Green blog 2011

June 27, 2011

We have a new addition to our website team for this year’s Festival. Rachel Wallace who writes about green issues (including a chapter in the excellent Fair Trade Revolution book) will be reporting on green, ethical, local, organic and Fairtrade initiatives at the Festival.

Sunday, June 26

As I gaze across the camping grounds on this beautiful sunny final evening, I hope that tomorrow we all go with the Festival’s Love the Farm, Leave No Trace campaign and that the cows are soon back to grazing here. Despite Glastonbury now having an onsite recycling centre and decorative recycle bins all over the place, it still frightens me just how much we are consuming.
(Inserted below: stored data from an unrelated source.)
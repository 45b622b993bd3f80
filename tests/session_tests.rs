//! Integration tests for exercise sessions driven through the public API

use posturers::exercise::{ExerciseDefinition, SequenceStep};
use posturers::pose::library;
use posturers::{
    dispatch_effects, ExerciseCatalog, ExerciseResult, ExerciseSession, Landmark, LandmarkFrame,
    LandmarkIndex, PredicateClassifier, ResultSink, SessionConfig, SessionEffect, SessionFactory,
    SessionPhase, VoiceSink,
};

#[derive(Default)]
struct Host {
    spoken: Vec<String>,
    cancels: usize,
    stored: Vec<ExerciseResult>,
}

impl VoiceSink for Host {
    fn speak(&mut self, text: &str) {
        self.spoken.push(text.to_string());
    }

    fn cancel(&mut self) {
        self.cancels += 1;
    }
}

impl ResultSink for Host {
    fn store(&mut self, result: &ExerciseResult) {
        self.stored.push(result.clone());
    }
}

fn upright_frame() -> LandmarkFrame {
    use LandmarkIndex as L;
    let mut frame = LandmarkFrame::empty();
    let points = [
        (L::Nose, 0.5, 0.15),
        (L::LeftShoulder, 0.4, 0.3),
        (L::RightShoulder, 0.6, 0.3),
        (L::LeftElbow, 0.38, 0.45),
        (L::RightElbow, 0.62, 0.45),
        (L::LeftWrist, 0.37, 0.58),
        (L::RightWrist, 0.63, 0.58),
        (L::LeftHip, 0.44, 0.6),
        (L::RightHip, 0.56, 0.6),
        (L::LeftKnee, 0.44, 0.75),
        (L::RightKnee, 0.56, 0.75),
        (L::LeftAnkle, 0.44, 0.9),
        (L::RightAnkle, 0.56, 0.9),
    ];
    for (index, x, y) in points {
        frame.set(index, Landmark::new(x, y, 0.0, 0.95));
    }
    frame
}

fn arms_up_frame() -> LandmarkFrame {
    use LandmarkIndex as L;
    let mut frame = upright_frame();
    frame.set(L::LeftElbow, Landmark::new(0.4, 0.18, 0.0, 0.95));
    frame.set(L::RightElbow, Landmark::new(0.6, 0.18, 0.0, 0.95));
    frame.set(L::LeftWrist, Landmark::new(0.4, 0.05, 0.0, 0.95));
    frame.set(L::RightWrist, Landmark::new(0.6, 0.05, 0.0, 0.95));
    frame
}

fn run(
    session: &mut dyn ExerciseSession,
    voice: &mut Host,
    store: &mut Host,
    max_ticks: usize,
) -> usize {
    let mut ticks = 0;
    while !session.is_finished() && ticks < max_ticks {
        dispatch_effects(&session.tick(), voice, store);
        ticks += 1;
    }
    ticks
}

#[test]
fn test_builtin_plank_runs_to_completion() {
    let catalog = ExerciseCatalog::builtin();
    let config = SessionConfig::default();
    let mut session = SessionFactory::create(&catalog, "plank", &config).unwrap();

    let mut voice = Host::default();
    let mut store = Host::default();
    dispatch_effects(&session.start(), &mut voice, &mut store);

    let mut ticks = 0;
    while !session.is_finished() {
        dispatch_effects(&session.tick(), &mut voice, &mut store);
        ticks += 1;
    }

    // 3 sets × (3 announce + 3 countdown + 30 hold) + 2 rests × 30
    assert_eq!(ticks, 3 * 36 + 2 * 30);
    assert_eq!(session.phase(), SessionPhase::Completed);
    assert_eq!(store.stored.len(), 1);

    let result = &store.stored[0];
    assert_eq!(result.exercise_id, "plank");
    assert_eq!(result.session_id, session.session_id());
    assert_eq!(result.completed_reps, vec![1, 1, 1]);
    assert_eq!(result.accuracy, 0.0);

    assert_eq!(voice.spoken.first().unwrap(), "Set 1 of 3: Plank");
    assert_eq!(voice.spoken.last().unwrap(), "Exercise complete");
    assert_eq!(voice.spoken.iter().filter(|s| *s == "Hold").count(), 3);
}

#[test]
fn test_cancelled_session_stores_nothing() {
    let catalog = ExerciseCatalog::builtin();
    let mut session = SessionFactory::create(&catalog, "wall_sit", &SessionConfig::default()).unwrap();
    let mut voice = Host::default();
    let mut store = Host::default();
    dispatch_effects(&session.start(), &mut voice, &mut store);
    run(session.as_mut(), &mut voice, &mut store, 10);

    let effects = session.cancel();
    dispatch_effects(&effects, &mut voice, &mut store);
    assert!(session.is_finished());
    assert_eq!(voice.cancels, 1);
    assert!(session.cancel().is_empty());

    let ticks = run(session.as_mut(), &mut voice, &mut store, 500);
    assert_eq!(ticks, 0);
    assert!(store.stored.is_empty());
}

#[test]
fn test_sequence_driven_by_frames() {
    let definition = ExerciseDefinition::sequence(
        "reach",
        "Reach",
        1,
        0,
        2,
        vec![
            SequenceStep::new(library::standing(), 1),
            SequenceStep::new(library::arms_overhead(), 1),
        ],
    );
    let config = SessionConfig::default();
    let mut session = SessionFactory::from_definition(definition, &config).unwrap();
    let classifier = PredicateClassifier::new();

    session.start();
    for _ in 0..3 {
        session.tick();
    }
    assert_eq!(session.phase(), SessionPhase::Exercising);

    let mut all = Vec::new();
    for _ in 0..2 {
        for frame in [upright_frame(), arms_up_frame()] {
            all.extend(session.observe_frame(&frame, &classifier));
            all.extend(session.tick());
        }
    }

    assert_eq!(session.phase(), SessionPhase::Completed);
    assert!(all.contains(&SessionEffect::CycleCompleted { set: 1, cycle: 2 }));
    let result = all
        .iter()
        .find_map(|e| match e {
            SessionEffect::Completed(result) => Some(result.clone()),
            _ => None,
        })
        .unwrap();
    assert_eq!(result.total_reps, 2);
    assert_eq!(result.accuracy, 100.0);
}

#[test]
fn test_wrong_pose_frames_lower_accuracy() {
    let definition = ExerciseDefinition::sequence(
        "reach",
        "Reach",
        1,
        0,
        1,
        vec![SequenceStep::new(library::arms_overhead(), 1)],
    );
    let mut session = SessionFactory::from_definition(definition, &SessionConfig::default()).unwrap();
    let classifier = PredicateClassifier::new();
    session.start();
    for _ in 0..3 {
        session.tick();
    }

    // Arms down: no hold starts
    assert!(session.observe_frame(&upright_frame(), &classifier).is_empty());
    assert!(session.tick().is_empty());

    session.observe_frame(&arms_up_frame(), &classifier);
    let effects = session.tick();
    assert_eq!(session.phase(), SessionPhase::Completed);
    let accuracy = effects
        .iter()
        .find_map(|e| match e {
            SessionEffect::Completed(result) => Some(result.accuracy),
            _ => None,
        })
        .unwrap();
    assert_eq!(accuracy, 50.0);
}

#[test]
fn test_sessions_are_send() {
    fn assert_send<T: Send>(_: &T) {}
    let session = SessionFactory::create(
        &ExerciseCatalog::builtin(),
        "squat",
        &SessionConfig::default(),
    )
    .unwrap();
    assert_send(&session);
}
If I think there seems a lot of waste from 175,000 people here, what must 60 million of us in the UK be consuming and chucking into our wheelie bins each week? It’s terrifying.
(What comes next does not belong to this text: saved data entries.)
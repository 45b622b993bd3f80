//! Analysis configuration
//!
//! Every tunable of the pipeline lives in one TOML document. Each section is
//! owned by the module that consumes it and every field has a default, so a
//! config file only needs to name what it changes.

use serde::{Deserialize, Serialize};
use std::fs;
use std::path::{Path, PathBuf};

use crate::asymmetry::RomNorms;
use crate::calibration::CalibrationConfig;
use crate::error::{ConfigError, Result};
use crate::metrics::MetricsConfig;
use crate::scoring::ScoringConfig;
use crate::session::SessionConfig;
use crate::smoothing::SmoothingConfig;

/// Main analysis configuration
#[derive(Debug, Clone, Default, PartialEq, Serialize, Deserialize)]
#[serde(default)]
pub struct AnalysisConfig {
    /// Visibility gate and physical scaling
    pub metrics: MetricsConfig,

    /// Warm-up calibration
    pub calibration: CalibrationConfig,

    /// Temporal smoothing
    pub smoothing: SmoothingConfig,

    /// Scoring curves, weights and grade bands
    pub scoring: ScoringConfig,

    /// Normal range of motion per joint
    pub rom: RomNorms,

    /// Exercise session timing
    pub session: SessionConfig,
}

impl AnalysisConfig {
    /// Load configuration from TOML file
    pub fn load_from_file<P: AsRef<Path>>(path: P) -> Result<Self> {
        let path = path.as_ref();
        if !path.exists() {
            return Err(ConfigError::FileNotFound {
                path: path.to_path_buf(),
            }
            .into());
        }
        let content = fs::read_to_string(path)?;
        Self::load_from_str(&content)
    }

    /// Parse and validate configuration from a TOML string
    pub fn load_from_str(content: &str) -> Result<Self> {
        let config: AnalysisConfig = toml::from_str(content)?;
        config.validate()?;
        Ok(config)
    }

    /// Save configuration to TOML file
    pub fn save_to_file<P: AsRef<Path>>(&self, path: P) -> Result<()> {
        if let Some(parent) = path.as_ref().parent() {
            fs::create_dir_all(parent)?;
        }
        let toml_content = toml::to_string_pretty(self)?;
        fs::write(&path, toml_content)?;
        Ok(())
    }

    /// Per-user config location
    pub fn default_config_path() -> PathBuf {
        dirs::config_dir()
            .unwrap_or_else(|| PathBuf::from("."))
            .join("posturers")
            .join("config.toml")
    }

    /// Load the per-user config, falling back to defaults if it is missing
    /// or unreadable
    pub fn load_or_default() -> Self {
        let path = Self::default_config_path();
        match Self::load_from_file(&path) {
            Ok(config) => config,
            Err(e) => {
                tracing::debug!(path = %path.display(), error = %e, "Using default analysis config");
                Self::default()
            }
        }
    }

    /// Check every section; the first invalid value is reported
    pub fn validate(&self) -> std::result::Result<(), ConfigError> {
        self.metrics.validate()?;
        self.calibration.validate()?;
        self.smoothing.validate()?;
        self.scoring.validate()?;
        self.rom.validate()?;
        self.session.validate()?;
        Ok(())
    }
}

#[cfg(test)]
mod tests {
    use super::*;
    use tempfile::tempdir;

    #[test]
    fn test_config_serialization() {
        let config = AnalysisConfig::default();
        let toml_str = toml::to_string(&config).unwrap();
        let deserialized: AnalysisConfig = toml::from_str(&toml_str).unwrap();
        assert_eq!(config, deserialized);
    }

    #[test]
    fn test_partial_config_uses_defaults() {
        let config = AnalysisConfig::load_from_str(
            r#"
            [smoothing]
            window_size = 8

            [calibration]
            max_std_dev = 0.5
            "#,
        )
        .unwrap();

        assert_eq!(config.smoothing.window_size, 8);
        assert_eq!(config.calibration.max_std_dev, 0.5);
        assert_eq!(config.calibration.min_samples, 10);
        assert_eq!(config.metrics.visibility_threshold, 0.5);
    }

    #[test]
    fn test_invalid_window_rejected() {
        let err = AnalysisConfig::load_from_str("[smoothing]\nwindow_size = 0\n").unwrap_err();
        assert!(err.to_string().contains("smoothing.window_size"));
    }

    #[test]
    fn test_config_file_io() {
        let temp_dir = tempdir().unwrap();
        let config_path = temp_dir.path().join("nested").join("config.toml");

        let mut config = AnalysisConfig::default();
        config.metrics.reference_shoulder_width_cm = 36.0;
        config.save_to_file(&config_path).unwrap();

        let loaded = AnalysisConfig::load_from_file(&config_path).unwrap();
        assert_eq!(loaded.metrics.reference_shoulder_width_cm, 36.0);
    }

    #[test]
    fn test_missing_file() {
        let err = AnalysisConfig::load_from_file("/definitely/not/here.toml").unwrap_err();
        assert!(matches!(
            err,
            crate::error::PostureError::Config(ConfigError::FileNotFound { .. })
        ));
    }
}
The inequality and wrongness of it all is emphasised by chatting to the Oxfam campaigners who are raising awareness for their new campaign GROW. As well as providing 2,000 cheerful volunteer stewards for Glastonbury, Oxfam also has 55 campaigners, out and about in the crowds this year with buckets of green paint and giant hands.
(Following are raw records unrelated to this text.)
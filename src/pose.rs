//! Target poses and pose classification
//!
//! A pose is a list of predicates over one frame. The predicate vocabulary
//! is closed: joint angle ranges, relative landmark positions and
//! visibility gates. [`PredicateClassifier`] is the one interpreter for it.

use serde::{Deserialize, Serialize};

use crate::landmarks::{LandmarkFrame, LandmarkIndex};
use crate::metrics::{JointAngleKind, JointAngles, MetricsConfig};

/// Image axis for position comparisons
#[derive(Debug, Clone, Copy, PartialEq, Eq, Serialize, Deserialize)]
#[serde(rename_all = "snake_case")]
pub enum Axis {
    X,
    Y,
}

/// Direction of a position comparison.
///
/// On the Y axis `Above` means higher on screen, i.e. a smaller y. On the X
/// axis `Above` means a larger x.
#[derive(Debug, Clone, Copy, PartialEq, Eq, Serialize, Deserialize)]
#[serde(rename_all = "snake_case")]
pub enum Comparison {
    Above,
    Below,
}

/// One condition a frame must satisfy
#[derive(Debug, Clone, PartialEq, Serialize, Deserialize)]
#[serde(tag = "type", rename_all = "snake_case")]
pub enum PosePredicate {
    /// Joint angle within `[min, max]` degrees
    AngleRange {
        joint: JointAngleKind,
        min: f64,
        max: f64,
    },

    /// `landmark` lies beyond `reference` along `axis` by at least `margin`
    PositionThreshold {
        landmark: LandmarkIndex,
        reference: LandmarkIndex,
        axis: Axis,
        comparison: Comparison,
        #[serde(default)]
        margin: f64,
    },

    /// Every listed landmark is seen with at least `min_confidence`
    VisibilityGate {
        landmarks: Vec<LandmarkIndex>,
        min_confidence: f64,
    },
}

/// Named target pose
#[derive(Debug, Clone, PartialEq, Serialize, Deserialize)]
pub struct PoseDefinition {
    pub name: String,
    #[serde(default)]
    pub predicates: Vec<PosePredicate>,
}

impl PoseDefinition {
    pub fn new(name: impl Into<String>, predicates: Vec<PosePredicate>) -> Self {
        Self {
            name: name.into(),
            predicates,
        }
    }
}

/// Pose matched in a frame and its position in the catalog
#[derive(Debug, Clone, PartialEq, Eq, Serialize, Deserialize)]
pub struct PoseMatch {
    pub name: String,
    pub index: usize,
}

/// Decides which catalog pose, if any, a frame shows
pub trait PoseClassifier {
    fn classify(&self, frame: &LandmarkFrame, poses: &[PoseDefinition]) -> Option<PoseMatch>;
}

/// Evaluates pose predicates directly against the frame.
///
/// The first pose in catalog order whose predicates all hold wins. A pose
/// with no predicates never matches.
#[derive(Debug, Clone, Default)]
pub struct PredicateClassifier {
    config: MetricsConfig,
}

impl PredicateClassifier {
    pub fn new() -> Self {
        Self::default()
    }

    pub fn with_config(config: MetricsConfig) -> Self {
        Self { config }
    }

    /// Whether every predicate of `pose` holds for `frame`
    pub fn matches(&self, frame: &LandmarkFrame, pose: &PoseDefinition) -> bool {
        let angles = self.checked_angles(frame);
        self.matches_with(frame, &angles, pose)
    }

    fn checked_angles(&self, frame: &LandmarkFrame) -> Vec<(JointAngleKind, Option<f64>)> {
        JointAngles::from_frame_checked(frame, &self.config)
    }

    fn matches_with(
        &self,
        frame: &LandmarkFrame,
        angles: &[(JointAngleKind, Option<f64>)],
        pose: &PoseDefinition,
    ) -> bool {
        !pose.predicates.is_empty()
            && pose
                .predicates
                .iter()
                .all(|p| self.holds(frame, angles, p))
    }

    fn holds(
        &self,
        frame: &LandmarkFrame,
        angles: &[(JointAngleKind, Option<f64>)],
        predicate: &PosePredicate,
    ) -> bool {
        match predicate {
            PosePredicate::AngleRange { joint, min, max } => angles
                .iter()
                .find(|(kind, _)| kind == joint)
                .and_then(|(_, value)| *value)
                .map(|angle| angle >= *min && angle <= *max)
                .unwrap_or(false),

            PosePredicate::PositionThreshold {
                landmark,
                reference,
                axis,
                comparison,
                margin,
            } => {
                let threshold = self.config.visibility_threshold;
                let (Some(subject), Some(reference)) =
                    (frame.visible(*landmark, threshold), frame.visible(*reference, threshold))
                else {
                    return false;
                };
                match (axis, comparison) {
                    (Axis::Y, Comparison::Above) => subject.y < reference.y - margin,
                    (Axis::Y, Comparison::Below) => subject.y > reference.y + margin,
                    (Axis::X, Comparison::Above) => subject.x > reference.x + margin,
                    (Axis::X, Comparison::Below) => subject.x < reference.x - margin,
                }
            }

            PosePredicate::VisibilityGate {
                landmarks,
                min_confidence,
            } => landmarks
                .iter()
                .all(|&idx| frame.get(idx).confidence >= *min_confidence),
        }
    }
}

impl PoseClassifier for PredicateClassifier {
    fn classify(&self, frame: &LandmarkFrame, poses: &[PoseDefinition]) -> Option<PoseMatch> {
        let angles = self.checked_angles(frame);
        poses
            .iter()
            .enumerate()
            .find(|(_, pose)| self.matches_with(frame, &angles, pose))
            .map(|(index, pose)| PoseMatch {
                name: pose.name.clone(),
                index,
            })
    }
}

/// Predicates shared by the built-in poses
pub mod library {
    use super::*;
    use LandmarkIndex as L;

    fn angle(joint: JointAngleKind, min: f64, max: f64) -> PosePredicate {
        PosePredicate::AngleRange { joint, min, max }
    }

    fn above(landmark: L, reference: L, margin: f64) -> PosePredicate {
        PosePredicate::PositionThreshold {
            landmark,
            reference,
            axis: Axis::Y,
            comparison: Comparison::Above,
            margin,
        }
    }

    fn gate(landmarks: &[L]) -> PosePredicate {
        PosePredicate::VisibilityGate {
            landmarks: landmarks.to_vec(),
            min_confidence: 0.5,
        }
    }

    /// Upright with straight legs
    pub fn standing() -> PoseDefinition {
        PoseDefinition::new(
            "standing",
            vec![
                gate(&[L::LeftHip, L::RightHip, L::LeftKnee, L::RightKnee]),
                angle(JointAngleKind::KneeLeft, 160.0, 180.0),
                angle(JointAngleKind::KneeRight, 160.0, 180.0),
                angle(JointAngleKind::Trunk, 0.0, 15.0),
            ],
        )
    }

    /// Thighs near parallel
    pub fn squat_bottom() -> PoseDefinition {
        PoseDefinition::new(
            "squat_bottom",
            vec![
                angle(JointAngleKind::KneeLeft, 60.0, 120.0),
                angle(JointAngleKind::KneeRight, 60.0, 120.0),
            ],
        )
    }

    /// Both wrists over the head
    pub fn arms_overhead() -> PoseDefinition {
        PoseDefinition::new(
            "arms_overhead",
            vec![
                above(L::LeftWrist, L::Nose, 0.02),
                above(L::RightWrist, L::Nose, 0.02),
                angle(JointAngleKind::ElbowLeft, 140.0, 180.0),
                angle(JointAngleKind::ElbowRight, 140.0, 180.0),
            ],
        )
    }

    /// Arms straight out to the sides
    pub fn arms_lateral() -> PoseDefinition {
        PoseDefinition::new(
            "arms_lateral",
            vec![
                angle(JointAngleKind::ShoulderLeft, 70.0, 110.0),
                angle(JointAngleKind::ShoulderRight, 70.0, 110.0),
                angle(JointAngleKind::ElbowLeft, 140.0, 180.0),
                angle(JointAngleKind::ElbowRight, 140.0, 180.0),
            ],
        )
    }

    /// Knees bent near 90° with the back upright
    pub fn wall_sit() -> PoseDefinition {
        PoseDefinition::new(
            "wall_sit",
            vec![
                angle(JointAngleKind::KneeLeft, 75.0, 110.0),
                angle(JointAngleKind::KneeRight, 75.0, 110.0),
                angle(JointAngleKind::Trunk, 0.0, 20.0),
            ],
        )
    }
}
Festival-goers are splattering the Oxfam hands, stalls and themselves green, as campaigners talk to them and encourage them to ‘Get your hands dirty. Fix the System’. This is the global food system, where 1 in 7 people is hungry because the global food economy ‘system is bust’ due to soaring food prices, lack of access to land, and inequality. Do check out their website for more info and details of how to get involved (

It’s quite a message in a long weekend where our options for enjoying ourselves far outweigh the time available. If we genuinely care about creating a better world when we’re in a field listening to our favourite bands, we’ve got to carry it on with action as activists and better consumers when we leave.

Which leads me on to my visit to one of this year’s Green Trader award winners. I popped in to see WITHiNTENT ( and had such a fun hour chatting to founder Kate and sharing her pear cider. She’s refreshingly down-to-earth and low key about her fabulous work.

Leaving Glastonbury in 2009 and seeing so many abandoned tents, she decided to turn part of the problem into an up-cycled solution by gathering up the tents and making them into funky bags, raincoats and ponchos. She works from her home in Hackney and dries out the mass of tents on her washing line, which intrigued her neighbours until she got to know them. Kate pays a fair wage to an empowered and outspoken Muslim women’s needle association on Brick Lane to sow them up.

I bought a beautiful bag from her and love that it champions – an organisation organising community groups to take over disused land in cities for community veg and gardening projects. Kate stresses that abandoned camping gear at festivals is still a huge problem and her company by no means can make use of them all.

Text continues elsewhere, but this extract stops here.